Doch zurück nach Burk. Eigentlich wurde diese Unterkunft bereits im Sommer nicht mehr benötigt. Der Landkreis Bautzen und der Freistaat Sachsen akzeptierten und finanzierten trotzdem eine Weiterführung des Objektes. Auch wenn sich der dafür gefundene Name „Integrationszentrum“ mächtig gewaltig anhört – dessen Funktion als Übergangswohnheim war von Anfang an zeitlich begrenzt bis Ende dieses Jahres. Nur wollte manch einer das nicht wahr haben. Im aktuellen SZ-Gespräch sagte z.B. der Betreiber Peter-Kilian Rausch, das Integrationszentrum sollte erst einmal bis Ende des Jahres bestehen. Wieso „erst einmal“? Oder es wurde nicht verstanden, wie „Übergang“ zu verstehen ist. Anstatt die dort verbliebenen Bewohner anderswo  unterzubringen, wollte die Stadtverwaltung jetzt zusätzlich weitere 25 000 Euro in das Heim investieren. Hätte man dieses Geld nicht auch für die Vermittlung von stadteigenen Wohnungen nutzen können? Genug leerstehenden Wohnraum gibt es doch sicherlich bei der Wohnungsbaugesellschaft BWB. Die anerkannten Flüchtlinge beziehen Hartz IV, die Miete würde also bezahlt werden. Das wäre zum beiderseitigen Gewinn. Aber vielleicht sollten die hinlänglich bekannten Probleme bei der Integration ganz bewusst am Stadtrand ausgelagert bleiben.

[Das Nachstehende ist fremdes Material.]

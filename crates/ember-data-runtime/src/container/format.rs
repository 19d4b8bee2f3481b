use std::io::Cursor;

use byteorder::{LittleEndian, ReadBytesExt, WriteBytesExt};
use thiserror::Error;

/// Magic bytes opening every container file.
pub const CONTAINER_MAGIC: [u8; 4] = *b"EMCF";

/// Current container format version.
pub const CONTAINER_VERSION: u32 = 1;

/// Header flag: every object payload carries an individual CRC32 that is
/// verified before deserialization.
pub const FLAG_PROTECTED_LAYOUT: u32 = 1 << 0;

/// Import flag: the referenced resource is loaded as part of loading this
/// container. Without it the import is path-only.
pub const IMPORT_FLAG_EAGER: u32 = 1 << 0;

/// Serialized header size in bytes.
pub const HEADER_SIZE: usize = 4 + 4 + 4 + 8 + 8 + CHUNK_COUNT * 8;

/// Ceiling on the table region of a container. Anything claiming more is
/// rejected as corrupt before any allocation happens.
pub const TABLES_MAX_SIZE: u64 = 64 << 20;

pub(crate) const CHUNK_COUNT: usize = 7;

/// Error raised by container reading, writing and validation.
///
/// Structural variants are always fatal to the single load or save
/// operation; semantic problems (unknown type, missing property) never
/// surface here — they degrade to null entries with a logged warning.
#[derive(Error, Debug)]
pub enum ContainerError {
    /// The file does not start with the container magic.
    #[error("not a container file (bad magic)")]
    BadMagic,

    /// The container was written by an unsupported format version.
    #[error("unsupported container version {0}")]
    UnsupportedVersion(u32),

    /// A structural check on the header or chunk tables failed.
    #[error("invalid file tables: {0}")]
    InvalidTables(String),

    /// The byte source ended before the requested range.
    #[error("truncated read at offset {offset}: wanted {wanted} bytes, got {got}")]
    TruncatedRead {
        /// Byte offset of the read.
        offset: u64,
        /// Bytes requested.
        wanted: u64,
        /// Bytes actually read.
        got: u64,
    },

    /// A protected-layout payload failed its CRC check.
    #[error("payload checksum mismatch for export {index}")]
    ChecksumMismatch {
        /// Export table index of the corrupt object.
        index: u32,
    },

    /// A string table entry is not valid UTF-8.
    #[error("string table entry at offset {0} is not valid UTF-8")]
    InvalidString(u32),

    /// An object payload could not be (de)serialized.
    #[error("object serialization error: {0}")]
    Serialization(String),

    /// Underlying I/O failure.
    #[error("io error: {0}")]
    Io(#[from] std::io::Error),
}

/// Chunk table kinds, in their fixed on-disk order.
#[derive(Clone, Copy, Debug, PartialEq, Eq)]
#[repr(usize)]
pub enum ChunkType {
    /// Raw NUL-terminated byte blobs, referenced by byte offset.
    Strings = 0,
    /// Interned identifier entries.
    Names = 1,
    /// Type name entries.
    Types = 2,
    /// (type, name) property entries.
    Properties = 3,
    /// Parent-linked path tree entries.
    Paths = 4,
    /// External resource references.
    Imports = 5,
    /// Serialized object entries.
    Exports = 6,
}

#[derive(Clone, Copy, Debug, Default)]
pub(crate) struct ChunkInfo {
    pub offset: u32,
    /// Record count, or byte length for the string chunk.
    pub count: u32,
}

/// Fixed-size container header.
#[derive(Clone, Debug)]
pub struct Header {
    /// Format version the file was written with.
    pub version: u32,
    /// Flag bits, see [`FLAG_PROTECTED_LAYOUT`].
    pub flags: u32,
    /// Byte offset one past the chunk tables.
    pub headers_end: u64,
    /// Byte offset one past the object payload region.
    pub objects_end: u64,
    pub(crate) chunks: [ChunkInfo; CHUNK_COUNT],
}

impl Header {
    /// Parses and validates the fixed-size header.
    pub fn read(buf: &[u8]) -> Result<Self, ContainerError> {
        if buf.len() < HEADER_SIZE {
            return Err(ContainerError::TruncatedRead {
                offset: 0,
                wanted: HEADER_SIZE as u64,
                got: buf.len() as u64,
            });
        }

        let mut cursor = Cursor::new(buf);
        let mut magic = [0_u8; 4];
        std::io::Read::read_exact(&mut cursor, &mut magic)?;
        if magic != CONTAINER_MAGIC {
            return Err(ContainerError::BadMagic);
        }

        let version = cursor.read_u32::<LittleEndian>()?;
        if version == 0 || version > CONTAINER_VERSION {
            return Err(ContainerError::UnsupportedVersion(version));
        }

        let flags = cursor.read_u32::<LittleEndian>()?;
        let headers_end = cursor.read_u64::<LittleEndian>()?;
        let objects_end = cursor.read_u64::<LittleEndian>()?;

        let mut chunks = [ChunkInfo::default(); CHUNK_COUNT];
        for chunk in &mut chunks {
            chunk.offset = cursor.read_u32::<LittleEndian>()?;
            chunk.count = cursor.read_u32::<LittleEndian>()?;
        }

        if headers_end < HEADER_SIZE as u64 || headers_end > TABLES_MAX_SIZE {
            return Err(ContainerError::InvalidTables(format!(
                "invalid size of file tables ({headers_end})"
            )));
        }
        if objects_end < headers_end {
            return Err(ContainerError::InvalidTables(format!(
                "object region end {objects_end} before tables end {headers_end}"
            )));
        }

        Ok(Self {
            version,
            flags,
            headers_end,
            objects_end,
            chunks,
        })
    }

    pub(crate) fn write(&self, out: &mut Vec<u8>) {
        out.extend_from_slice(&CONTAINER_MAGIC);
        out.write_u32::<LittleEndian>(self.version).unwrap();
        out.write_u32::<LittleEndian>(self.flags).unwrap();
        out.write_u64::<LittleEndian>(self.headers_end).unwrap();
        out.write_u64::<LittleEndian>(self.objects_end).unwrap();
        for chunk in &self.chunks {
            out.write_u32::<LittleEndian>(chunk.offset).unwrap();
            out.write_u32::<LittleEndian>(chunk.count).unwrap();
        }
    }

    /// True when object payloads carry individual checksums.
    pub fn protected_layout(&self) -> bool {
        self.flags & FLAG_PROTECTED_LAYOUT != 0
    }
}

/// Interned identifier entry: index into the string table.
#[derive(Clone, Copy, Debug, Default)]
pub struct NameEntry {
    /// Byte offset into the string chunk.
    pub string_offset: u32,
}

/// Type entry: resolved to a live type handle at load time.
#[derive(Clone, Copy, Debug, Default)]
pub struct TypeEntry {
    /// Index into the name table.
    pub name_index: u32,
}

/// Property entry: resolved to a live property handle at load time.
#[derive(Clone, Copy, Debug, Default)]
pub struct PropertyEntry {
    /// Owning type, as an index into the type table.
    pub type_index: u32,
    /// Property name, as an index into the name table.
    pub name_index: u32,
}

/// Path tree entry. Full paths are reconstructed by walking parents and
/// concatenating segments with `/`.
#[derive(Clone, Copy, Debug, Default)]
pub struct PathEntry {
    /// Parent entry index; 0 is the tree root.
    pub parent_index: u32,
    /// Segment text, as a byte offset into the string chunk.
    pub string_offset: u32,
}

/// External resource reference.
#[derive(Clone, Copy, Debug, Default)]
pub struct ImportEntry {
    /// Class of the referenced resource, as a type table index.
    pub type_index: u32,
    /// Referenced path, as a path table index.
    pub path_index: u32,
    /// Flag bits, see [`IMPORT_FLAG_EAGER`].
    pub flags: u32,
}

/// One serialized object.
#[derive(Clone, Copy, Debug, Default)]
pub struct ExportEntry {
    /// Object class, as a type table index.
    pub type_index: u32,
    /// 1-based index of the parent export, or 0 for a root. Always points
    /// to an earlier export.
    pub parent_index: u32,
    /// Payload byte offset from the start of the file.
    pub data_offset: u64,
    /// Payload byte length.
    pub data_size: u32,
    /// CRC32 of the payload bytes.
    pub crc: u32,
}

const NAME_ENTRY_SIZE: usize = 4;
const TYPE_ENTRY_SIZE: usize = 4;
const PROPERTY_ENTRY_SIZE: usize = 8;
const PATH_ENTRY_SIZE: usize = 8;
const IMPORT_ENTRY_SIZE: usize = 12;
const EXPORT_ENTRY_SIZE: usize = 24;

Jedenfalls kann man Geld erst dann ausgeben, wenn man es hat. Doch dafür fehlt nun die mehrheitliche Zustimmung im Finanzausschuss; die Vertreter von CDU und Bürgerbündnis waren dagegen. Ihrer Meinung nach sei die Finanzierung in sich nicht schlüssig und außerdem zu allererst der Landkreis zuständig. Was wiederum zu der oben zitierten bösen Kollegenschelte führte. Noch etwas dramatischer wurde, zumindest laut einem MDR-Bericht, Peter-Kilian Rausch: „Das ist ein Dolchstoß.“ Eine etwas unglückliche Wortwahl. Es wird doch nicht etwa an einer neuen Legende gestrickt? Roland Fleischer schwärmte bereits von einem Heim, „das mit menschlichen Antlitz geführt wurde“. Um der Wahrheit die Ehre zu geben, müsste die ganz Geschichte dann aber im Jahr 2014 beginnen. Als es heftige Burker Bürgerproteste gegen ein Asylheim im Naherholungsgebiet gab. Und als der damalige Bautzener Stadtrat sich durchaus uneins in der Frage war, ob das dort überaus statthaft sei. Es musste dann sogar der Bebauungsplan dafür angepasst werden.

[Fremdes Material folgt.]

use std::collections::{HashMap, HashSet};
use std::sync::Arc;

use ember_data_runtime::container::SourceDependency;
use ember_data_runtime::vfs::{Depot, DepotEvent};
use ember_data_runtime::ResourceKey;
use parking_lot::Mutex;
use tracing::info;

/// Shared source-file node: the set of artifacts depending on one file.
///
/// Nodes live in a directory-tree index built lazily per path segment, so
/// a file-changed notification fans out in O(dependents) and
/// directory-level invalidation stays cheap.
#[derive(Default)]
struct SourceFileNode {
    users: HashSet<ResourceKey>,
}

#[derive(Default)]
struct DirectoryNode {
    directories: HashMap<String, DirectoryNode>,
    files: HashMap<String, SourceFileNode>,
}

impl DirectoryNode {
    fn file_mut(&mut self, path: &str, create: bool) -> Option<&mut SourceFileNode> {
        let mut node = self;
        let mut segments = path.split('/').filter(|s| !s.is_empty()).peekable();

        while let Some(segment) = segments.next() {
            if segments.peek().is_none() {
                return if create {
                    Some(node.files.entry(segment.to_owned()).or_default())
                } else {
                    node.files.get_mut(segment)
                };
            }
            node = if create {
                node.directories.entry(segment.to_owned()).or_default()
            } else {
                node.directories.get_mut(segment)?
            };
        }
        None
    }

    /// Removes `artifact` from the file node at `path`, pruning nodes left
    /// without users. Returns true when this directory became empty.
    fn remove_user(&mut self, path: &str, artifact: &ResourceKey) -> bool {
        match path.split_once('/') {
            Some((segment, rest)) => {
                if let Some(child) = self.directories.get_mut(segment) {
                    if child.remove_user(rest, artifact) {
                        self.directories.remove(segment);
                    }
                }
            }
            None => {
                if let Some(file) = self.files.get_mut(path) {
                    file.users.remove(artifact);
                    if file.users.is_empty() {
                        self.files.remove(path);
                    }
                }
            }
        }
        self.directories.is_empty() && self.files.is_empty()
    }

    fn directory(&self, path: &str) -> Option<&DirectoryNode> {
        let mut node = self;
        for segment in path.split('/').filter(|s| !s.is_empty()) {
            node = node.directories.get(segment)?;
        }
        Some(node)
    }

    fn collect_users(&self, out: &mut HashSet<ResourceKey>) {
        for file in self.files.values() {
            out.extend(file.users.iter().cloned());
        }
        for directory in self.directories.values() {
            directory.collect_users(out);
        }
    }
}

struct ArtifactState {
    dependencies: Vec<SourceDependency>,
}

#[derive(Default)]
struct TrackerState {
    artifacts: HashMap<ResourceKey, ArtifactState>,
    root: DirectoryNode,
    /// Artifacts whose sources changed since the last drain. Insertion is
    /// exactly-once per change: a second notification before the drain is
    /// a no-op.
    changed: HashSet<ResourceKey>,
}

/// Maps cooked artifacts to the source files they were produced from and
/// answers "is this cooked artifact still valid?" against the live file
/// system.
pub struct DependencyTracker {
    depot: Arc<dyn Depot>,
    events: crossbeam_channel::Receiver<DepotEvent>,
    state: Mutex<TrackerState>,
}

impl DependencyTracker {
    /// Creates a tracker subscribed to the depot's change-notification
    /// stream.
    pub fn new(depot: Arc<dyn Depot>) -> Self {
        let events = depot.subscribe();
        Self {
            depot,
            events,
            state: Mutex::new(TrackerState::default()),
        }
    }

    /// Replaces the dependency set of an artifact.
    ///
    /// Both edge directions mutate under the same lock scope, so a source
    /// node can never keep a dangling user after a dependency list is
    /// replaced.
    pub fn notify_dependencies_changed(
        &self,
        artifact: &ResourceKey,
        dependencies: Vec<SourceDependency>,
    ) {
        let mut state = self.state.lock();
        let state = &mut *state;

        if let Some(previous) = state.artifacts.remove(artifact) {
            for dependency in &previous.dependencies {
                state.root.remove_user(&dependency.path, artifact);
            }
        }

        for dependency in &dependencies {
            if let Some(file) = state.root.file_mut(&dependency.path, true) {
                file.users.insert(artifact.clone());
            }
        }

        state
            .artifacts
            .insert(artifact.clone(), ArtifactState { dependencies });
    }

    /// Validates every recorded source timestamp against the live file
    /// system.
    ///
    /// "Up to date" requires the current timestamp to equal the recorded
    /// one *exactly* — any drift, including a file restored to an older
    /// mtime than was recorded, is a change. Unnecessary recooks are
    /// preferred over stale artifacts.
    pub fn check_up_to_date(&self, artifact: &ResourceKey) -> bool {
        let dependencies = {
            let state = self.state.lock();
            match state.artifacts.get(artifact) {
                Some(artifact) => artifact.dependencies.clone(),
                None => return false,
            }
        };

        for dependency in &dependencies {
            let Some(info) = self.depot.file_info(&dependency.path) else {
                info!("Dependency file '{}' no longer exists", dependency.path);
                return false;
            };
            if info.timestamp != dependency.timestamp {
                info!("Dependency file '{}' has changed", dependency.path);
                return false;
            }
            if dependency.size != 0 && info.size != dependency.size {
                info!("Dependency file '{}' changed size", dependency.path);
                return false;
            }
        }
        true
    }

    /// Fans a file-changed notification out to every dependent artifact.
    pub fn notify_file_changed(&self, path: &str) {
        let mut state = self.state.lock();
        let state = &mut *state;
        if let Some(file) = state.root.file_mut(path, false) {
            for user in &file.users {
                state.changed.insert(user.clone());
            }
        }
    }

    /// Marks every artifact depending on anything under `path` as changed.
    pub fn notify_directory_removed(&self, path: &str) {
        let mut affected = HashSet::new();
        let mut state = self.state.lock();
        if let Some(directory) = state.root.directory(path) {
            directory.collect_users(&mut affected);
        }
        state.changed.extend(affected);
    }

    /// Atomically takes and clears the changed-artifact set.
    pub fn drain_changed_artifacts(&self) -> Vec<ResourceKey> {
        self.state.lock().changed.drain().collect()
    }

    /// Drains the depot change-notification stream into the changed set.
    pub fn pump_events(&self) {
        while let Ok(event) = self.events.try_recv() {
            match event {
                DepotEvent::FileChanged(path) | DepotEvent::FileRemoved(path) => {
                    self.notify_file_changed(&path);
                }
                DepotEvent::DirectoryRemoved(path) => {
                    self.notify_directory_removed(&path);
                }
                DepotEvent::FileAdded(_) | DepotEvent::DirectoryAdded(_) => {}
            }
        }
    }

    #[cfg(test)]
    fn source_file_users(&self, path: &str) -> usize {
        let mut state = self.state.lock();
        state
            .root
            .file_mut(path, false)
            .map_or(0, |file| file.users.len())
    }
}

Doch wer die gegenwärtige Kommunalpolitik etwas verfolgt hat, den überraschte das aktuelle Veto im Finanzausschuss nicht. Vieles fängt ja klein an. Es ist noch nicht lange her, da sollte der Bautzener Stadtrat über die Verteilung von vergleichsweise bescheidenen 6500 Euro an soziale Projekte entscheiden. Die schlichte Frage „An wen?“ wurde zum Problem. Denn dass z.B. das Diakonische Werk nur 500 Euro, ein Projekt für Migranten aber die zehnfache Summe erhalten sollte, konnte nicht diskussionslos durchgewinkt werden. Zumal das „House of Resources“ (wer denkt sich nur diese Namen aus!) fast komplett vom Bundesamt für Migration und Flüchtlinge (BAMF) gefördert wird. Dafür extra noch Geld zu geben, wäre wie Wasser in die Spree schütten. Träger des Projektes ist der Verein „Willkommen in Bautzen e.V“. Ach ja, und dessen Sprachmittler sollten übrigens außerdem noch 1000 Euro erhalten. Lag also CDU-Stadtrat Heiner Schleppers falsch mit seiner Warnung, es könne so der Eindruck entstehen, dass wohl nur Flüchtlingsinitiativen unterstützt werden? Nun, wenn er es so formuliert haben sollte, wie es in der lokalen SZ nachzulesen war, dann hat er sich sehr zurückhaltend ausgedrückt. Für den nach eigenen Worten „entsetzten“ Oberbürgermeister Alexander Ahrens (SPD) war aber selbst das zu viel. Polemisch stellte er den nur offen seine Meinung sagenden, demokratisch gewählten Stadtrat in die braune Ecke. Was ihm dieser verdienstvolle Bautzener Bürger allerdings nicht durchgehen ließ. Letztlich kam der OB um eine Entschuldigung nicht herum.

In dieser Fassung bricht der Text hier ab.